Le politiste voit un paradoxe dans le fait que les Français n’ont pas encore mis en accord leurs comportements individuels avec leurs convictions écologiques

Vu de loin, il peut sembler paradoxal que les Français n’aient pas adopté plus de comportements vertueux en matière de protection de l’environnement, alors que cette préoccupation fait maintenant partie des trois ou quatre sujets qu’ils jugent majeurs, ce qui n’était absolument pas le cas il y a quelques années. Vu de près, le paradoxe s’éclaire.

Tout d’abord, la prise de conscience des enjeux environnementaux et climatiques n’est, malgré tout, pas sans effet sur les comportements : les enquêtes montrent bien que ceux que l’on peut qualifier de vertueux ont incontestablement progressé chez les citoyens et consommateurs français, que ce soit dans l’alimentation, le tri des déchets, la gestion de l’eau, etc. La question est donc celle de l’ampleur du changement, non sa réalité. Quatre grands freins à un véritable basculement des comportements subsistent néanmoins.

Vouloir, ou le poids des habitudes.

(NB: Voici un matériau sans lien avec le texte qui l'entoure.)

//! Input contract of the pipeline orchestrator.
//!
//! The orchestrator receives one flat `name -> value` mapping per stage,
//! made of the task's resolved defaults overlaid with user edits, plus the
//! selected model name for every model slot of the task.

use std::collections::BTreeMap;

use serde::ser::{Serialize, SerializeMap, Serializer};
use serde::{Deserialize, Deserializer};
use strum::IntoEnumIterator;

use super::{ConfigInconsistency, ConfigResolver};
use crate::TRACING_TARGET_RESOLVER;
use crate::error::{Error, Result};
use crate::models::ModelRole;
use crate::param::{ParamValue, Stage};

/// Ordered `name -> value` mapping that serializes as a JSON object.
#[derive(Debug, Clone, Default, PartialEq)]
pub struct ParameterValues(Vec<(String, ParamValue)>);

impl ParameterValues {
    #[must_use]
    pub fn new() -> Self {
        Self::default()
    }

    pub fn get(&self, name: &str) -> Option<&ParamValue> {
        self.0
            .iter()
            .find(|(key, _)| key == name)
            .map(|(_, value)| value)
    }

    /// Sets `name` to `value`, keeping the position of an existing entry.
    pub fn set(&mut self, name: impl Into<String>, value: ParamValue) {
        let name = name.into();
        match self.0.iter_mut().find(|(key, _)| *key == name) {
            Some((_, current)) => *current = value,
            None => self.0.push((name, value)),
        }
    }

    pub fn iter(&self) -> impl Iterator<Item = (&str, &ParamValue)> + '_ {
        self.0.iter().map(|(name, value)| (name.as_str(), value))
    }

    pub fn len(&self) -> usize {
        self.0.len()
    }

    pub fn is_empty(&self) -> bool {
        self.0.is_empty()
    }
}

impl FromIterator<(String, ParamValue)> for ParameterValues {
    fn from_iter<I: IntoIterator<Item = (String, ParamValue)>>(iter: I) -> Self {
        let mut values = Self::new();
        for (name, value) in iter {
            values.set(name, value);
        }
        values
    }
}

impl IntoIterator for ParameterValues {
    type IntoIter = std::vec::IntoIter<(String, ParamValue)>;
    type Item = (String, ParamValue);

    fn into_iter(self) -> Self::IntoIter {
        self.0.into_iter()
    }
}

impl Serialize for ParameterValues {
    fn serialize<S: Serializer>(&self, serializer: S) -> Result<S::Ok, S::Error> {
        let mut map = serializer.serialize_map(Some(self.0.len()))?;
        for (name, value) in &self.0 {
            map.serialize_entry(name, value)?;
        }
        map.end()
    }
}

impl<'de> Deserialize<'de> for ParameterValues {
    fn deserialize<D: Deserializer<'de>>(deserializer: D) -> Result<Self, D::Error> {
        let map = serde_json::Map::<String, serde_json::Value>::deserialize(deserializer)?;
        map.into_iter()
            .map(|(name, value)| {
                ParamValue::deserialize(value)
                    .map(|value| (name, value))
                    .map_err(serde::de::Error::custom)
            })
            .collect()
    }
}

/// User edits to the resolved defaults, grouped by stage.
#[derive(Debug, Clone, Default, PartialEq, Deserialize)]
#[serde(default, deny_unknown_fields)]
pub struct PipelineEdits {
    pub preprocessing: ParameterValues,
    pub encoding: ParameterValues,
    pub decoding: ParameterValues,
}

impl PipelineEdits {
    /// Returns the edits of `stage`.
    #[must_use]
    pub fn for_stage(&self, stage: Stage) -> &ParameterValues {
        match stage {
            Stage::Preprocessing => &self.preprocessing,
            Stage::Encoding => &self.encoding,
            Stage::Decoding => &self.decoding,
        }
    }

    fn for_stage_mut(&mut self, stage: Stage) -> &mut ParameterValues {
        match stage {
            Stage::Preprocessing => &mut self.preprocessing,
            Stage::Encoding => &mut self.encoding,
            Stage::Decoding => &mut self.decoding,
        }
    }

    /// Adds an edit.
    #[must_use]
    pub fn with_edit(
        mut self,
        stage: Stage,
        name: impl Into<String>,
        value: impl Into<ParamValue>,
    ) -> Self {
        self.for_stage_mut(stage).set(name, value.into());
        self
    }

    pub fn is_empty(&self) -> bool {
        Stage::iter().all(|stage| self.for_stage(stage).is_empty())
    }
}

/// Model name chosen per role.
pub type ModelChoices = BTreeMap<ModelRole, String>;

/// Everything the orchestrator needs to run one pipeline invocation.
#[derive(Debug, Clone, PartialEq, serde::Serialize)]
pub struct PipelineRequest {
    pub task: String,
    pub preprocessing: ParameterValues,
    pub encoding: ParameterValues,
    pub decoding: ParameterValues,
    /// Selected model name for every model slot of the task.
    pub models: ModelChoices,
    /// Inconsistencies of the resolved defaults the values were built on.
    pub issues: Vec<ConfigInconsistency>,
}

impl PipelineRequest {
    /// Returns the values of `stage`.
    #[must_use]
    pub fn stage(&self, stage: Stage) -> &ParameterValues {
        match stage {
            Stage::Preprocessing => &self.preprocessing,
            Stage::Encoding => &self.encoding,
            Stage::Decoding => &self.decoding,
        }
    }
}

impl ConfigResolver {
    /// Builds the orchestrator input for `task`.
    ///
    /// Each stage the task uses starts from its resolved defaults; every
    /// edit is cast to the parameter's value type and replaces the default.
    /// Stages the task does not use stay empty. Numeric edits are not
    /// range-checked.
    ///
    /// Every model slot of the task gets the chosen model, or the first
    /// model of its role when none was chosen.
    ///
    /// # Errors
    ///
    /// - [`Error::UnknownTask`] if the task is not registered.
    /// - [`Error::InapplicableStage`] for edits of a stage the task does not use.
    /// - [`Error::UnknownParameter`] for edits of a parameter missing from the stage.
    /// - [`Error::InvalidValue`] for edits that cannot be cast.
    /// - [`Error::InapplicableModelRole`] for choices of a role the task does not use.
    /// - [`Error::UnknownModel`] for a chosen model missing from its role.
    /// - [`Error::NoModelForRole`] if a slot has no choice and no model exists.
    pub fn pipeline_request(
        &self,
        task: &str,
        edits: &PipelineEdits,
        choices: &ModelChoices,
    ) -> Result<PipelineRequest> {
        let descriptor = self.registry().describe(task)?;
        let snapshot = self.snapshot();

        let mut stages = BTreeMap::new();
        let mut issues = Vec::new();
        for stage in Stage::iter() {
            let stage_edits = edits.for_stage(stage);
            if !descriptor.has_stage(stage) {
                if !stage_edits.is_empty() {
                    return Err(Error::InapplicableStage {
                        task: task.to_owned(),
                        stage,
                    });
                }
                stages.insert(stage, ParameterValues::new());
                continue;
            }

            let resolution = snapshot.resolve(task, stage);
            let mut values = resolution.values();
            for (name, value) in stage_edits.iter() {
                let parameter = resolution.get(name).ok_or_else(|| Error::UnknownParameter {
                    stage,
                    parameter: name.to_owned(),
                })?;
                let expected = parameter.value_type();
                let value = value.cast(expected).ok_or_else(|| Error::InvalidValue {
                    stage,
                    parameter: name.to_owned(),
                    expected,
                    value: value.clone(),
                })?;
                values.set(name, value);
            }

            issues.extend(resolution.issues().cloned());
            stages.insert(stage, values);
        }

        let models = self.select_models(task, &descriptor.model_slots, choices)?;

        tracing::debug!(
            target: TRACING_TARGET_RESOLVER,
            task = %task,
            generation = snapshot.generation(),
            models = models.len(),
            issues = issues.len(),
            "pipeline request built"
        );

        let mut take = |stage| stages.remove(&stage).unwrap_or_default();
        Ok(PipelineRequest {
            task: task.to_owned(),
            preprocessing: take(Stage::Preprocessing),
            encoding: take(Stage::Encoding),
            decoding: take(Stage::Decoding),
            models,
            issues,
        })
    }

    fn select_models(
        &self,
        task: &str,
        slots: &[ModelRole],
        choices: &ModelChoices,
    ) -> Result<ModelChoices> {
        if let Some(&role) = choices.keys().find(|role| !slots.contains(role)) {
            return Err(Error::InapplicableModelRole {
                task: task.to_owned(),
                role,
            });
        }

        let mut selected = ModelChoices::new();
        for &role in slots {
            let model = match choices.get(&role) {
                Some(name) => self
                    .models()
                    .get(role, name)
                    .ok_or_else(|| Error::UnknownModel {
                        role,
                        model: name.clone(),
                    })?,
                None => self
                    .models()
                    .default_for(role)
                    .ok_or(Error::NoModelForRole { role })?,
            };
            selected.insert(role, model.name.clone());
        }
        Ok(selected)
    }
}
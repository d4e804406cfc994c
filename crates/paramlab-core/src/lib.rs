#![forbid(unsafe_code)]
#![cfg_attr(docsrs, feature(doc_cfg))]
#![doc = include_str!("../README.md")]

/// Tracing target for parameter catalog loading.
pub const TRACING_TARGET_CATALOG: &str = "paramlab_core::catalog";

/// Tracing target for task override loading.
pub const TRACING_TARGET_OVERRIDES: &str = "paramlab_core::overrides";

/// Tracing target for task registry loading.
pub const TRACING_TARGET_REGISTRY: &str = "paramlab_core::registry";

/// Tracing target for model catalog loading.
pub const TRACING_TARGET_MODELS: &str = "paramlab_core::models";

/// Tracing target for parameter documentation loading.
pub const TRACING_TARGET_DOCUMENTATION: &str = "paramlab_core::documentation";

/// Tracing target for resolution, reloads and pipeline requests.
pub const TRACING_TARGET_RESOLVER: &str = "paramlab_core::resolver";

mod catalog;
mod documentation;
mod error;
mod models;
mod overrides;
mod registry;
mod resolver;
mod source;

pub mod param;
pub mod prelude;

pub use catalog::ParameterCatalog;
pub use documentation::{OptionDoc, ParameterDoc, ParameterDocs};
pub use error::{
    CatalogLoadError, DocumentationLoadError, Error, ModelCatalogLoadError, OverrideLoadError,
    RegistryLoadError, Result,
};
pub use models::{ModelCatalog, ModelDescriptor, ModelRole};
pub use overrides::{OverrideRecord, TaskOverrideTable};
pub use registry::{DEFAULT_TASK_ICON, TaskDescriptor, TaskRegistry};
pub use resolver::{
    ConfigInconsistency, ConfigResolver, ModelChoices, ParameterValues, PipelineEdits,
    PipelineRequest, ResolvedParameter, Snapshot, StageResolution, TaskResolution,
};
pub use source::{
    ConfigSources, DOCUMENTATION_FILE, DocumentSource, MODELS_FILE, OVERRIDES_FILE,
    PARAMETERS_FILE, TASKS_FILE,
};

Changer de comportement a un coût – psychologique, organisationnel, économique –, a fortiori quand il s’agit de s’imposer des contraintes supplémentaires là où le confort et la facilité peuvent prévaloir. Il ne faut pas non plus négliger l’incivisme d’une partie de la population, qui continue à jeter sans vergogne mégots ou plastiques dans la nature, à prendre la voiture ou l’avion pour de petits déplacements et ne se préoccupe absolument pas du reste de la population.

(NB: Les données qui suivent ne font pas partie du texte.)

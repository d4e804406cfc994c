//! Resolved parameter views handed to presentation layers.

use derive_more::Deref;
use serde::ser::{Serialize, SerializeStruct, Serializer};

use super::ParameterValues;
use crate::documentation::ParameterDoc;
use crate::param::{ParameterSpec, SpecField, SpecViolation, Stage};
use crate::registry::TaskDescriptor;

/// A task override that leaves one parameter in an invalid state.
///
/// Inconsistencies never abort a resolution. They are attached to the
/// affected [`ResolvedParameter`] while the rest of the stage resolves.
#[derive(Debug, Clone, PartialEq, thiserror::Error)]
#[error("parameter '{stage}.{parameter}' of task '{task}': {violation}")]
pub struct ConfigInconsistency {
    pub task: String,
    pub stage: Stage,
    pub parameter: String,
    pub violation: SpecViolation,
}

impl ConfigInconsistency {
    /// Returns the stable snake_case name of the broken rule.
    #[must_use]
    pub fn kind(&self) -> &'static str {
        self.violation.kind()
    }
}

impl Serialize for ConfigInconsistency {
    fn serialize<S: Serializer>(&self, serializer: S) -> Result<S::Ok, S::Error> {
        let mut state = serializer.serialize_struct("ConfigInconsistency", 5)?;
        state.serialize_field("task", &self.task)?;
        state.serialize_field("stage", &self.stage)?;
        state.serialize_field("parameter", &self.parameter)?;
        state.serialize_field("kind", self.kind())?;
        state.serialize_field("message", &self.violation.to_string())?;
        state.end()
    }
}

/// A catalog parameter with its task override applied.
///
/// Dereferences to the merged [`ParameterSpec`]. Carries the parameter's
/// documentation when the loaded configuration has any.
#[derive(Debug, Clone, PartialEq, Deref, serde::Serialize)]
pub struct ResolvedParameter {
    #[deref]
    #[serde(flatten)]
    spec: ParameterSpec,
    overridden: Vec<SpecField>,
    issues: Vec<ConfigInconsistency>,
    #[serde(skip_serializing_if = "Option::is_none")]
    documentation: Option<ParameterDoc>,
}

impl ResolvedParameter {
    pub(crate) fn new(
        spec: ParameterSpec,
        overridden: Vec<SpecField>,
        issues: Vec<ConfigInconsistency>,
    ) -> Self {
        Self {
            spec,
            overridden,
            issues,
            documentation: None,
        }
    }

    pub(crate) fn with_documentation(mut self, documentation: Option<ParameterDoc>) -> Self {
        self.documentation = documentation;
        self
    }

    /// Wraps a catalog parameter that has no override.
    pub(crate) fn unchanged(spec: &ParameterSpec) -> Self {
        Self::new(spec.clone(), Vec::new(), Vec::new())
    }

    pub fn spec(&self) -> &ParameterSpec {
        &self.spec
    }

    pub fn into_spec(self) -> ParameterSpec {
        self.spec
    }

    /// Returns the fields the task override replaced, in field order.
    pub fn overridden(&self) -> &[SpecField] {
        &self.overridden
    }

    pub fn is_overridden(&self, field: SpecField) -> bool {
        self.overridden.contains(&field)
    }

    pub fn issues(&self) -> &[ConfigInconsistency] {
        &self.issues
    }

    pub fn documentation(&self) -> Option<&ParameterDoc> {
        self.documentation.as_ref()
    }

    /// Returns `true` if the merge broke no rule.
    pub fn is_consistent(&self) -> bool {
        self.issues.is_empty()
    }
}

/// The resolved parameters of one (task, stage) pair in catalog order.
#[derive(Debug, Clone, PartialEq)]
pub struct StageResolution {
    task: String,
    stage: Stage,
    parameters: Vec<ResolvedParameter>,
}

impl StageResolution {
    pub(crate) fn new(task: impl Into<String>, stage: Stage, parameters: Vec<ResolvedParameter>) -> Self {
        Self {
            task: task.into(),
            stage,
            parameters,
        }
    }

    pub fn task(&self) -> &str {
        &self.task
    }

    pub const fn stage(&self) -> Stage {
        self.stage
    }

    /// Returns the parameter called `name`.
    pub fn get(&self, name: &str) -> Option<&ResolvedParameter> {
        self.parameters.iter().find(|parameter| parameter.name() == name)
    }

    pub fn parameters(&self) -> &[ResolvedParameter] {
        &self.parameters
    }

    pub fn iter(&self) -> std::slice::Iter<'_, ResolvedParameter> {
        self.parameters.iter()
    }

    /// Returns the parameter names in catalog order.
    pub fn names(&self) -> impl Iterator<Item = &str> + '_ {
        self.parameters.iter().map(|parameter| parameter.name())
    }

    /// Returns every inconsistency of the stage.
    pub fn issues(&self) -> impl Iterator<Item = &ConfigInconsistency> + '_ {
        self.parameters.iter().flat_map(ResolvedParameter::issues)
    }

    /// Returns the number of parameters without inconsistencies.
    pub fn clean_count(&self) -> usize {
        self.parameters
            .iter()
            .filter(|parameter| parameter.is_consistent())
            .count()
    }

    /// Returns the number of parameters with at least one inconsistency.
    pub fn issue_count(&self) -> usize {
        self.parameters.len() - self.clean_count()
    }

    pub fn is_consistent(&self) -> bool {
        self.issue_count() == 0
    }

    /// Returns the resolved default of every parameter as a flat mapping.
    pub fn values(&self) -> ParameterValues {
        self.parameters
            .iter()
            .map(|parameter| (parameter.name().to_owned(), parameter.default_value()))
            .collect()
    }

    pub fn len(&self) -> usize {
        self.parameters.len()
    }

    pub fn is_empty(&self) -> bool {
        self.parameters.is_empty()
    }
}

impl<'a> IntoIterator for &'a StageResolution {
    type IntoIter = std::slice::Iter<'a, ResolvedParameter>;
    type Item = &'a ResolvedParameter;

    fn into_iter(self) -> Self::IntoIter {
        self.parameters.iter()
    }
}

impl Serialize for StageResolution {
    fn serialize<S: Serializer>(&self, serializer: S) -> Result<S::Ok, S::Error> {
        let mut state = serializer.serialize_struct("StageResolution", 5)?;
        state.serialize_field("task", &self.task)?;
        state.serialize_field("stage", &self.stage)?;
        state.serialize_field("parameters", &self.parameters)?;
        state.serialize_field("clean_count", &self.clean_count())?;
        state.serialize_field("issue_count", &self.issue_count())?;
        state.end()
    }
}

/// Every stage of one task, resolved against the same snapshot.
#[derive(Debug, Clone, PartialEq, serde::Serialize)]
pub struct TaskResolution {
    pub task: TaskDescriptor,
    pub stages: Vec<StageResolution>,
}

impl TaskResolution {
    /// Returns the resolution of `stage` if the task uses it.
    pub fn stage(&self, stage: Stage) -> Option<&StageResolution> {
        self.stages.iter().find(|resolution| resolution.stage == stage)
    }

    pub fn issues(&self) -> impl Iterator<Item = &ConfigInconsistency> + '_ {
        self.stages.iter().flat_map(StageResolution::issues)
    }

    /// Returns the number of parameters with inconsistencies across stages.
    pub fn issue_count(&self) -> usize {
        self.stages.iter().map(StageResolution::issue_count).sum()
    }
}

De l’hyper-individualisme…

On touche là une tendance profonde, l’hyper-individualisme, qui concerne 17 % environ de la population, ceux qui, dans nos enquêtes, déclarent : « Dans la vie, ce qui compte, c’est moi d’abord, les autres viennent toujours après. » Le premier obstacle à l’orientation massive des comportements en faveur de l’environnement est donc la tension entre l’individu et le collectif, le consommateur et le citoyen. Le premier veut des cerises en hiver et des mandarines en été. Le second est sensible aux conséquences : aberration écologique, impact énergétique, destruction des ressources…

Savoir, ou l’intensité de la menace perçue. Certes, la dégradation de l’environnement, le changement climatique, la pollution inquiètent de plus en plus. Mais les études montrent aussi que ces questions restent très abstraites pour une grande partie de la population. En revanche, plus la menace est visible, comme le réchauffement climatique ou la multiplication des épisodes de pollution, plus ce savoir abstrait s’enrichit d’une expérience directe du sujet. C’est bien ce qui s’est produit ces dernières années, mais le chemin de la connaissance est encore long à parcourir et peut conduire à une forme de relativisation de la menace – ce qui est différent de la contestation de sa réalité –, nuisant au basculement des comportements.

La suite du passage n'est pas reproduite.